Louis Proyect: The Unrepentant Marxist

October 6, 2017

An Indigenous Peoples’ History of the United States

Filed under: Counterpunch,indigenous,Kevin Coogan — louisproyect @ 12:43 pm

On September 30thNew York Times reporter Simon Romero profiled the thief who had severed the bronze right foot from a statue of Don Juan de Oñate twenty years ago as a protest against the genocide of American Indians. Even the normally sedate “gray lady” could not help but refer to Oñate as the “despotic conquistador” of New Mexico. Indeed, the theft of the foot was highly symbolic since Oñate had once ordered the chopping off of the right foot of 24 Indigenous captives.
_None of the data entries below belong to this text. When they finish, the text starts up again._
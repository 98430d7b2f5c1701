//! Raw-access credential check.
//!
//! Produces the `authorized_raw` flag the report engine consumes. The store of
//! record is a SHA-256 digest of the token, so config files never hold the
//! token itself.

use sha2::{Digest, Sha256};
use tracing::debug;

/// Lowercase hex SHA-256 of a token
pub fn hash_token(token: &str) -> String {
    let mut hasher = Sha256::new();
    hasher.update(token.as_bytes());
    hex::encode(hasher.finalize())
}

/// Whether `token` unlocks raw reports.
///
/// False when no digest is configured or no token is presented.
pub fn authorize_raw(token: Option<&str>, expected_sha256: Option<&str>) -> bool {
    let (Some(token), Some(expected)) = (token, expected_sha256) else {
        return false;
    };
    if token.is_empty() {
        return false;
    }

    let authorized = hash_token(token) == expected.trim().to_ascii_lowercase();
    debug!("Raw access {}", if authorized { "granted" } else { "denied" });
    authorized
}
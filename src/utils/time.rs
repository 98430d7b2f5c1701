//! Time utilities for submission timestamps and snapshot names
//!
//! Submissions store `modified` as SQLite-style text so that range filters
//! compare lexicographically.

use crate::errors::AppResult;
use chrono::{DateTime, Duration, NaiveDateTime, Utc};

/// SQLite `datetime()` output format ("YYYY-MM-DD HH:MM:SS")
pub const SQLITE_DATETIME_FORMAT: &str = "%Y-%m-%d %H:%M:%S";

/// Compact stamp used in snapshot file names
pub const SNAPSHOT_STAMP_FORMAT: &str = "%Y%m%d_%H%M%S";

/// Format a UTC timestamp the way SQLite's `datetime()` does
///
/// # Examples
/// ```
/// use chrono::{TimeZone, Utc};
/// use cms_stats::utils::time::format_sqlite_datetime;
///
/// let ts = Utc.with_ymd_and_hms(2024, 1, 2, 3, 4, 5).unwrap();
/// assert_eq!(format_sqlite_datetime(&ts), "2024-01-02 03:04:05");
/// ```
pub fn format_sqlite_datetime(ts: &DateTime<Utc>) -> String {
    ts.format(SQLITE_DATETIME_FORMAT).to_string()
}

/// Parse a submission timestamp.
///
/// Accepts either the SQLite format or RFC 3339.
pub fn parse_submission_datetime(raw: &str) -> AppResult<DateTime<Utc>> {
    let trimmed = raw.trim();
    if let Ok(naive) = NaiveDateTime::parse_from_str(trimmed, SQLITE_DATETIME_FORMAT) {
        return Ok(naive.and_utc());
    }
    Ok(DateTime::parse_from_rfc3339(trimmed)?.with_timezone(&Utc))
}

/// Lower bound (inclusive) of the recently-updated window ending at `now`
pub fn recent_cutoff(now: DateTime<Utc>, days: u32) -> String {
    format_sqlite_datetime(&(now - Duration::days(i64::from(days))))
}

/// Snapshot file stamp for `ts`
pub fn snapshot_stamp(ts: &DateTime<Utc>) -> String {
    ts.format(SNAPSHOT_STAMP_FORMAT).to_string()
}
Romero got a chance to interview the foot thief through a rendezvous set up by Cheyenne-Arapaho filmmaker Chris Eyre who made “Skins,” a 2002 film that climaxes with red paint tossed in George Washington’s face on Mount Rushmore.

Romero analogized these protests with those against the statues of Confederate heroes such as Robert E. Lee. Eyre referred to the president’s complaint about these disrespectful acts: “Trump asked if all this stops with Washington or Jefferson. For me, that’s actually where it starts because we need to go back a whole lot further to examine the crimes upon which these lands were claimed.”

Trump is well-qualified to defend Washington and Jefferson since he harbors the same sort of racist attitudes that these Indian-killers embodied as early architects of Manifest Destiny. When he was building up his gambling casino empire in the early 90s, he claimed that Indian reservations were run by the Mafia. He secretly paid for more than $1 million in ads that depicted the St. Regis Mohawks in upstate New York as cocaine traffickers and career criminals around the time that they were seeking to build a casino in the county where I grew up. He even told the notoriously racist shock jock Don Imus that they were probably not real Indians, stating that he might have more Indian blood than them.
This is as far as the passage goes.